Intel SGX allows for the generation of private keys in malware resistant ways if the PC is recent enough and Intel PVP is sufficient to show the resulting words to the user for backup. Chips with the needed features have been on sale for years so by this time this scheme was implemented, many businesses would have at least a few machines that could do it.


Thus we can see a path forward here. A new user verifies their identity with some identity broker, like a bank. As part of the workflow they “Sign in with Google” or Microsoft or DropBox or whoever. At the end of the ID verification user experience, a personalized EXE file is made available for download. The EXE contains a one-time-use token representing the verified identity, and an auth token for access to their cloud drive. Double clicking it immediately and without further interaction installs the application, which generates a private key (hopefully inside an enclave), gets the user to write down the words on a piece of paper, then swaps the one-time-use token baked into the installer for a signed certificate containing the public key and a buffer node endpoint. It registers that endpoint with the network map, opens up an app marketplace of some sort for the user to pick what they want, and off you go.
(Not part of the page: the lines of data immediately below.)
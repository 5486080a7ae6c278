use super::arn::{is_valid_iam_arn, is_valid_sns_arn, region_from_topic_arn};
use super::{has_text, or_null, require_content, require_name, require_type};
use crate::core::DestinationType;
use crate::error::{DispatchError, Result};
use std::fmt;

/// How a topic publish authenticates.
#[derive(Clone, PartialEq, Eq, Hash)]
pub enum TopicAuth {
    /// Assume this role through the internal-auth base credentials.
    Role(String),
    /// Use a caller-supplied IAM user key pair directly.
    IamKeys { access_key: String, secret_key: String },
}

impl fmt::Debug for TopicAuth {
    fn fmt(&self, f: &mut fmt::Formatter<'_>) -> fmt::Result {
        match self {
            TopicAuth::Role(arn) => f.debug_tuple("Role").field(arn).finish(),
            TopicAuth::IamKeys { access_key, .. } => f
                .debug_struct("IamKeys")
                .field("access_key", access_key)
                .field("secret_key", &"<redacted>")
                .finish(),
        }
    }
}

/// A message for a pub/sub topic.
#[derive(Debug, Clone, PartialEq, Eq)]
pub struct SnsMessage {
    destination_name: String,
    content: String,
    topic_arn: String,
    region: String,
    auth: TopicAuth,
    subject: Option<String>,
}

impl SnsMessage {
    pub fn builder(destination_name: impl Into<String>) -> SnsMessageBuilder {
        SnsMessageBuilder {
            destination_type: DestinationType::Sns,
            destination_name: destination_name.into(),
            content: None,
            topic_arn: None,
            role_arn: None,
            access_key: None,
            secret_key: None,
            subject: None,
        }
    }

    pub fn destination_name(&self) -> &str {
        &self.destination_name
    }

    pub fn content(&self) -> &str {
        &self.content
    }

    pub fn topic_arn(&self) -> &str {
        &self.topic_arn
    }

    /// The region segment of the topic ARN.
    pub fn region(&self) -> &str {
        &self.region
    }

    pub fn auth(&self) -> &TopicAuth {
        &self.auth
    }

    /// The subject, only when one was supplied and is non-empty.
    pub fn subject(&self) -> Option<&str> {
        self.subject.as_deref().filter(|s| !s.is_empty())
    }
}

#[derive(Debug, Clone)]
pub struct SnsMessageBuilder {
    destination_type: DestinationType,
    destination_name: String,
    content: Option<String>,
    topic_arn: Option<String>,
    role_arn: Option<String>,
    access_key: Option<String>,
    secret_key: Option<String>,
    subject: Option<String>,
}

impl SnsMessageBuilder {
    pub fn with_content(mut self, content: impl Into<String>) -> Self {
        self.content = Some(content.into());
        self
    }

    pub fn with_topic_arn(mut self, topic_arn: impl Into<String>) -> Self {
        self.topic_arn = Some(topic_arn.into());
        self
    }

    pub fn with_role(mut self, role_arn: impl Into<String>) -> Self {
        self.role_arn = Some(role_arn.into());
        self
    }

    pub fn with_iam_keys(
        mut self,
        access_key: impl Into<String>,
        secret_key: impl Into<String>,
    ) -> Self {
        self.access_key = Some(access_key.into());
        self.secret_key = Some(secret_key.into());
        self
    }

    pub fn with_access_key(mut self, access_key: impl Into<String>) -> Self {
        self.access_key = Some(access_key.into());
        self
    }

    pub fn with_secret_key(mut self, secret_key: impl Into<String>) -> Self {
        self.secret_key = Some(secret_key.into());
        self
    }

    pub fn with_subject(mut self, subject: impl Into<String>) -> Self {
        self.subject = Some(subject.into());
        self
    }

    #[cfg(test)]
    pub(crate) fn with_type(mut self, destination_type: DestinationType) -> Self {
        self.destination_type = destination_type;
        self
    }

    pub fn build(self) -> Result<SnsMessage> {
        require_name(&self.destination_name)?;
        require_type(self.destination_type, DestinationType::Sns)?;
        let content = require_content(self.content.as_deref())?.to_string();

        let topic_arn = match self.topic_arn {
            Some(arn) if !arn.is_empty() => arn,
            _ => {
                return Err(DispatchError::validation(
                    "Topic arn is missing/invalid: null",
                ))
            }
        };

        let auth = if has_text(&self.role_arn) {
            TopicAuth::Role(self.role_arn.unwrap_or_default())
        } else if !has_text(&self.access_key) && !has_text(&self.secret_key) {
            return Err(DispatchError::validation(format!(
                "Role arn is missing/invalid: {}",
                or_null(&self.role_arn)
            )));
        } else if !has_text(&self.access_key) {
            return Err(DispatchError::validation("IAM user access key is missing"));
        } else if !has_text(&self.secret_key) {
            return Err(DispatchError::validation("IAM user secret key is missing"));
        } else {
            TopicAuth::IamKeys {
                access_key: self.access_key.unwrap_or_default(),
                secret_key: self.secret_key.unwrap_or_default(),
            }
        };

        if !is_valid_sns_arn(&topic_arn) {
            return Err(DispatchError::validation(format!(
                "Topic arn is missing/invalid: {topic_arn}"
            )));
        }
        if let TopicAuth::Role(role_arn) = &auth {
            if !is_valid_iam_arn(role_arn) {
                return Err(DispatchError::validation(format!(
                    "Role arn is missing/invalid: {role_arn}"
                )));
            }
        }

        let region = region_from_topic_arn(&topic_arn)
            .unwrap_or_default()
            .to_string();

        Ok(SnsMessage {
            destination_name: self.destination_name,
            content,
            topic_arn,
            region,
            auth,
            subject: self.subject,
        })
    }
}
This user experience is no harder than installing Microsoft Office, and we know even very small businesses run by IT unsavvy people can handle that.
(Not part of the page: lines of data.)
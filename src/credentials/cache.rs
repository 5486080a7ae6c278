use super::CredentialRecord;
use crate::core::CredentialFetcher;
use arc_swap::ArcSwapOption;
use aws_credential_types::provider::{self, error::CredentialsError, future, ProvideCredentials};
use std::fmt;
use std::sync::Arc;
use std::time::Duration;
use tokio::sync::Mutex;
use tracing::{debug, warn};

pub const DEFAULT_EXPIRY_BUFFER: Duration = Duration::from_secs(10);

/// Caches the last credential record from a fetcher and refreshes it on expiry.
///
/// Reads are lock-free. Refreshes go through a single async mutex, so
/// concurrent callers that all observe an expired record trigger one fetch;
/// the rest wait and then read what the winner stored.
pub struct CredentialCache {
    name: &'static str,
    fetcher: Arc<dyn CredentialFetcher>,
    current: ArcSwapOption<CredentialRecord>,
    refresh_lock: Mutex<()>,
    buffer: Duration,
}

impl CredentialCache {
    pub fn new(name: &'static str, fetcher: Arc<dyn CredentialFetcher>) -> Self {
        Self::with_buffer(name, fetcher, DEFAULT_EXPIRY_BUFFER)
    }

    pub fn with_buffer(
        name: &'static str,
        fetcher: Arc<dyn CredentialFetcher>,
        buffer: Duration,
    ) -> Self {
        Self {
            name,
            fetcher,
            current: ArcSwapOption::empty(),
            refresh_lock: Mutex::new(()),
            buffer,
        }
    }

    pub fn name(&self) -> &'static str {
        self.name
    }

    /// Returns the cached record while it is usable, otherwise refreshes.
    pub async fn get(&self) -> Option<Arc<CredentialRecord>> {
        if let Some(record) = self.usable() {
            return Some(record);
        }
        self.refresh().await
    }

    /// Fetches a new record unless another caller already did.
    ///
    /// A failed fetch clears the cache.
    pub async fn refresh(&self) -> Option<Arc<CredentialRecord>> {
        let _guard = self.refresh_lock.lock().await;
        if let Some(record) = self.usable() {
            return Some(record);
        }

        match self.fetcher.fetch().await {
            Some(record) if record.is_valid() => {
                debug!(cache = self.name, expiry = record.expiry_epoch_millis, "Refreshed credentials");
                metrics::counter!("credential_refresh_total", "cache" => self.name, "outcome" => "success")
                    .increment(1);
                let record = Arc::new(record);
                self.current.store(Some(record.clone()));
                Some(record)
            }
            _ => {
                warn!(cache = self.name, "Credential refresh returned nothing usable");
                metrics::counter!("credential_refresh_total", "cache" => self.name, "outcome" => "failure")
                    .increment(1);
                self.current.store(None);
                None
            }
        }
    }

    fn usable(&self) -> Option<Arc<CredentialRecord>> {
        let now = chrono::Utc::now().timestamp_millis();
        self.current
            .load_full()
            .filter(|r| r.is_valid() && !r.is_expired_at(now, self.buffer))
    }
}

/// Exposes a [`CredentialCache`] to the AWS SDK.
#[derive(Clone)]
pub struct CachedCredentialsProvider {
    cache: Arc<CredentialCache>,
}

impl CachedCredentialsProvider {
    pub fn new(cache: Arc<CredentialCache>) -> Self {
        Self { cache }
    }

    async fn load(&self) -> provider::Result {
        match self.cache.get().await {
            Some(record) => Ok(record.to_aws(self.cache.name())),
            None => Err(CredentialsError::not_loaded(format!(
                "{} has no usable credentials",
                self.cache.name()
            ))),
        }
    }
}

impl fmt::Debug for CachedCredentialsProvider {
    fn fmt(&self, f: &mut fmt::Formatter<'_>) -> fmt::Result {
        f.debug_struct("CachedCredentialsProvider")
            .field("cache", &self.cache.name())
            .finish()
    }
}

impl ProvideCredentials for CachedCredentialsProvider {
    fn provide_credentials<'a>(&'a self) -> future::ProvideCredentials<'a>
    where
        Self: 'a,
    {
        future::ProvideCredentials::new(self.load())
    }
}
I don’t think R3 will work on any of the pieces needed for it this year. It can go faster if you volunteer to help. Most of the pieces are small and easy to do:


  • Add support for uploading encrypted vault backups to consumer drives.
  • Add support for running Windows services to Graviton, and pre-binding specific apps to the Graviton Windows installer.
  • Add support for binding the running node to a pre-verified identity. This would integrate nicely with the Corda Testnet which does something similar already, but for Linux only.
  • Small other misc bits and pieces, like automatically restarting when the node has been upgraded.
  • For adventurous programmers only, end to end encryption of the protocol.


If anyone is interested, let me know.



Konstantinos (Kostas) Chalkias

First comment: I love this post.

Second comment: SSS is great, Visual Cryptography is cool, Kurihara XOR-only secret protocol is also a very interesting alternative (even faster than naive SSS implementations).

Third comment: Consider me as a volunteer especially for cryptography related tasks.

Mike Hearn



I hadn’t heard of Kurihara et al’s technique before, is there an open access PDF anywhere describing it?


Probably the first step is to finish off the HSM work because as part of that, the key store is being upgraded. Then we can implement a software key store that uses BIP-32 style (or simpler) deterministic key derivation, and which can output the private root key as 12 words. There’s code in bitcoinj that implements the algorithm - it’s not entirely trivial so would make sense to reuse it.



Mike Hearn

Oh never mind, I wasn't searching for the right terms. The Kurihara technique is described in this paper:

This paper describes the concept of ramp secret sharing, which is also new to me. I'm not sure it's useful in our context though.

Konstantinos (Kostas) Chalkias

Correct. Kurihara et al. state they are faster than naive implementation of SSS, but in practice they are probably very similar. Also, we might not care about efficiency of reconstructing a key anyway, as this will be a rare incident. Btw, I recently came across an SSS implementation over GF(2^8) which also allows for tiered sharing: e.g. recovering a secret requires two admin shares and three user shares.